Adding to the mismeasurement is that many of the administrative costs of Medicare are not counted in comparisons because they show up in other agencies’ budgets. Social Security administers the collection of Medicare premiums. The IRS collects the taxes. Health and Human Services pays for building and marketing costs, as well as accounting and related concerns. Attributing those costs correctly would roughly double Medicare’s administrative costs.
Private insurance administrative costs are normally defined as premiums received minus claims paid, categorizing everything but claims paid as administrative. However, states commonly impose a premium tax (averaging roughly 2 percent) on health insurers, but not on Medicare. Though not administrative costs, that is how they are counted. Many private insurers (including mine) also offer disease-management and on-call nurse consultation services, which, even though they are medical, are counted as administrative because they do not generate claims.
Fraud, a very large and persistent problem for Medicare, also biases comparisons. If Medicare spends less to reduce fraud, it saves on measured administrative costs, and the unnecessary costs fraud causes are counted as medical costs. It looks more efficient. But because studies have found fifteen-to-one payoffs for fraud prevention investments, when private insurers do more to combat fraud, their administrative costs go up and their efficiency looks worse, even when they produce remarkable cost savings.
We should also remember that current taxpayers fund most of Medicare, imposing another large differential but unrecorded cost which economists call “excess burden.” Tax wedges between what buyers pay and what sellers receive eliminate substantial gains from trade as well as directly taking resources for government. One study concluded that even the “lowest plausible assumption about the excess burden engendered by the tax system raises the true costs of delivering Medicare benefits to about 20–25 percent of its Medicare outlays,” far higher than any estimate of private insurance administrative costs. Expanding into Medicare for all would balloon those costs as well as the direct cost of financing it.
How? Michael Cannon:
Illinois legislators, responding to critics who complain short-term plans are “junk” insurance, have decreed that short-term plans can last no longer than six months and that enrollees whose short-term plans expire must wait 60 days before purchasing a subsequent plan. The Sargent Shriver National Center on Poverty Law tweeted about the new law, “GREAT NEWS! SB1737 is law, and Illinois will now protect healthcare consumers with pre-existing conditions.”

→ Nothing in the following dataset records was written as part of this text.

//! Slug translation table: canonical (English) URL segments to localized
//! segments, per locale.
//!
//! The table is built once at start-up and shared read-only. Construction
//! enforces that every locale's mapping stays invertible, so
//! `canonicalize(localize(s, l), l) == s` holds for every mapped segment.

use crate::i18n::{Locale, UnknownLocale};
use regex::Regex;
use serde::Deserialize;
use std::collections::{BTreeMap, BTreeSet, HashMap};
use std::path::{Path, PathBuf};
use std::sync::OnceLock;
use thiserror::Error;
use tracing::{debug, info};

/// Errors raised while building or loading a slug table.
#[derive(Debug, Error)]
pub enum SlugTableError {
    #[error("duplicate localized segment '{segment}' in locale '{locale}': mapped from both '{first}' and '{second}'")]
    DuplicateSegment {
        locale: Locale,
        segment: String,
        first: String,
        second: String,
    },

    #[error("localized segment '{segment}' in locale '{locale}' shadows the unmapped canonical segment of the same name")]
    ShadowedSegment { locale: Locale, segment: String },

    #[error("invalid URL segment '{0}': expected lowercase words separated by single hyphens")]
    InvalidSegment(String),

    #[error(transparent)]
    UnknownLocale(#[from] UnknownLocale),

    #[error("failed to parse slug table: {0}")]
    Parse(#[from] serde_json::Error),

    #[error("failed to read slug table {path}: {source}")]
    Io {
        path: PathBuf,
        #[source]
        source: std::io::Error,
    },
}

/// Bidirectional per-locale slug mapping.
#[derive(Debug, Clone, Default)]
pub struct SlugTable {
    forward: HashMap<Locale, HashMap<String, String>>,
    reverse: HashMap<Locale, HashMap<String, String>>,
}

/// JSON shape of a slug table file: `{"fr": {"about": "a-propos"}}`.
#[derive(Debug, Deserialize)]
#[serde(transparent)]
struct SlugTableFile(BTreeMap<String, BTreeMap<String, String>>);

static SEGMENT_REGEX: OnceLock<Regex> = OnceLock::new();

fn segment_regex() -> &'static Regex {
    SEGMENT_REGEX.get_or_init(|| {
        Regex::new(r"^[a-z0-9]+(?:-[a-z0-9]+)*$").expect("segment pattern is valid")
    })
}

/// Site routing slugs, in locale order fr, de, nl, it, es.
const BUILTIN_SLUGS: &[(&str, [&str; 5])] = &[
    ("about", ["a-propos", "ueber-uns", "over-ons", "chi-siamo", "sobre-nosotros"]),
    ("cities", ["villes", "staedte", "steden", "citta", "ciudades"]),
    ("careers", ["carrieres", "karriere", "carriere", "carriere", "carreras"]),
    ("partnerships", ["partenariats", "partnerschaften", "partnerschappen", "partnership", "colaboraciones"]),
    ("community-engagement", ["engagement-communautaire", "gemeinschaftliches-engagement", "community-betrokkenheid", "impegno-comunitario", "participacion-comunitaria"]),
    ("outdoor-farm", ["ferme-exterieure", "outdoor-farm", "outdoor-boerderij", "fattoria-esterna", "granja-exterior"]),
    ("indoor-farm", ["ferme-interieure", "indoor-farm", "indoor-boerderij", "fattoria-interna", "granja-interior"]),
    ("educational-activities", ["activites-educatives", "bildungsaktivitaeten", "educatieve-activiteiten", "attivita-educative", "actividades-educativas"]),
    ("contact", ["contact", "kontakt", "contact", "contatto", "contacto"]),
    ("faq", ["faq", "faq", "faq", "faq", "faq"]),
    ("blog", ["blogue", "blog", "blog", "blog", "blog"]),
    ("commercial-real-estate", ["immobilier-commercial", "gewerbeimmobilien", "commercieel-vastgoed", "immobiliare-commerciale", "inmobiliaria-comercial"]),
    ("corporations", ["entreprises", "unternehmen", "bedrijven", "aziende", "empresas"]),
    ("schools", ["ecoles", "schulen", "scholen", "scuole", "escuelas"]),
    ("privacy-policy", ["politique-confidentialite", "datenschutz", "privacybeleid", "informativa-privacy", "politica-privacidad"]),
    ("terms-of-service", ["conditions-utilisation", "nutzungsbedingungen", "algemene-voorwaarden", "termini-servizio", "terminos-servicio"]),
    ("cookie-policy", ["politique-cookies", "cookie-richtlinie", "cookiebeleid", "politica-cookie", "politica-cookies"]),
    ("roi-calculator", ["calculateur-roi", "roi-rechner", "roi-calculator", "calcolatore-roi", "calculadora-roi"]),
];

const BUILTIN_LOCALES: [Locale; 5] = [Locale::Fr, Locale::De, Locale::Nl, Locale::It, Locale::Es];

impl SlugTable {
    /// Create an empty table (every segment passes through).
    pub fn new() -> Self {
        Self::default()
    }

    /// The site's built-in routing table.
    pub fn builtin() -> Self {
        let mut table = Self::new();
        for (canonical, localized) in BUILTIN_SLUGS {
            for (locale, segment) in BUILTIN_LOCALES.iter().zip(localized) {
                // Static data: covered by test_builtin_table_is_valid.
                let _ = table.insert(*locale, canonical, segment);
            }
        }
        table
    }

    /// Build a table from a JSON document keyed by locale code.
    pub fn from_json_str(json: &str) -> Result<Self, SlugTableError> {
        let file: SlugTableFile = serde_json::from_str(json)?;
        let mut table = Self::new();

        for (code, mappings) in file.0 {
            let locale = Locale::from_code(&code)?;
            for (canonical, localized) in mappings {
                table.insert(locale, &canonical, &localized)?;
            }
        }

        table.validate()?;
        Ok(table)
    }

    /// Load a table from a JSON file on disk.
    pub fn from_path(path: impl AsRef<Path>) -> Result<Self, SlugTableError> {
        let path = path.as_ref();
        let json = std::fs::read_to_string(path).map_err(|source| SlugTableError::Io {
            path: path.to_path_buf(),
            source,
        })?;

        let table = Self::from_json_str(&json)?;
        info!(
            "Loaded slug table from {} ({} canonical segments)",
            path.display(),
            table.canonical_segments().len()
        );
        Ok(table)
    }

    /// Add one mapping. Re-inserting a canonical segment replaces its
    /// previous localized value.
    ///
    /// # Arguments
    /// * `locale` - Locale the localized segment belongs to
    /// * `canonical` - Canonical (English) segment, e.g. "about"
    /// * `localized` - Segment shown in URLs for `locale`, e.g. "a-propos"
    ///
    /// # Returns
    /// * `Ok(())` if the mapping was added
    /// * `Err(SlugTableError::InvalidSegment)` if either segment is not a
    ///   lowercase hyphenated slug
    /// * `Err(SlugTableError::DuplicateSegment)` if `localized` is already
    ///   mapped from another canonical segment in this locale
    pub fn insert(
        &mut self,
        locale: Locale,
        canonical: &str,
        localized: &str,
    ) -> Result<(), SlugTableError> {
        for segment in [canonical, localized] {
            if !segment_regex().is_match(segment) {
                return Err(SlugTableError::InvalidSegment(segment.to_string()));
            }
        }

        let reverse = self.reverse.entry(locale).or_default();
        if let Some(existing) = reverse.get(localized) {
            if existing != canonical {
                return Err(SlugTableError::DuplicateSegment {
                    locale,
                    segment: localized.to_string(),
                    first: existing.clone(),
                    second: canonical.to_string(),
                });
            }
        }

        let forward = self.forward.entry(locale).or_default();
        if let Some(previous) = forward.insert(canonical.to_string(), localized.to_string()) {
            reverse.remove(&previous);
        }
        reverse.insert(localized.to_string(), canonical.to_string());

        Ok(())
    }

    /// Check cross-entry invariants that single inserts cannot see.
    ///
    /// A localized value that equals some other canonical segment would make
    /// that canonical segment non-invertible in this locale unless it is
    /// itself mapped away.
    pub fn validate(&self) -> Result<(), SlugTableError> {
        let canonical: BTreeSet<&str> = self.canonical_segments().into_iter().collect();

        for (locale, forward) in &self.forward {
            for (source, localized) in forward {
                if localized != source
                    && canonical.contains(localized.as_str())
                    && !forward.contains_key(localized)
                {
                    return Err(SlugTableError::ShadowedSegment {
                        locale: *locale,
                        segment: localized.clone(),
                    });
                }
            }
        }

        Ok(())
    }

    /// Translate a canonical segment, passing it through when unmapped.
    pub fn localize<'a>(&'a self, segment: &'a str, locale: Locale) -> &'a str {
        self.forward
            .get(&locale)
            .and_then(|map| map.get(segment))
            .map(String::as_str)
            .unwrap_or(segment)
    }

    /// Reverse-translate a localized segment, passing it through when unmapped.
    pub fn canonicalize<'a>(&'a self, segment: &'a str, locale: Locale) -> &'a str {
        match self.reverse.get(&locale).and_then(|map| map.get(segment)) {
            Some(canonical) => canonical.as_str(),
            None => {
                debug!("No reverse slug mapping for '{}' in {}", segment, locale);
                segment
            }
        }
    }

    /// Whether a locale has an explicit mapping for a canonical segment.
    pub fn has_mapping(&self, segment: &str, locale: Locale) -> bool {
        self.forward
            .get(&locale)
            .is_some_and(|map| map.contains_key(segment))
    }

    /// Every canonical segment with at least one mapping, sorted.
    pub fn canonical_segments(&self) -> Vec<&str> {
        let set: BTreeSet<&str> = self
            .forward
            .values()
            .flat_map(|map| map.keys().map(String::as_str))
            .collect();
        set.into_iter().collect()
    }
}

That is exactly backward. The new Illinois law does not protect patients with preexisting conditions. It does not outlaw “junk” insurance. It creates junk insurance by taking protections away from short-term plan enrollees and exposing patients with preexisting conditions to denied care and bankruptcy.
New federal rules allow short-term plans to:
allow enrollees to purchase only the coverage they value, frequently cost half as much as ObamaCare plans, and offer broader choice of providers than ObamaCare plans. Thanks to new federal rules, short-term plans can last up to 12 months, be renewed for up to 36 months, and can enable enrollees who fall ill to keep paying low, healthy-person premiums indefinitely, making access to care more secure for the sick. Critics acknowledge the new rules could extend health insurance to 2 million previously uninsured Americans.
Illinois legislators eliminated those health insurance options for the citizens of Illinois. Idiots.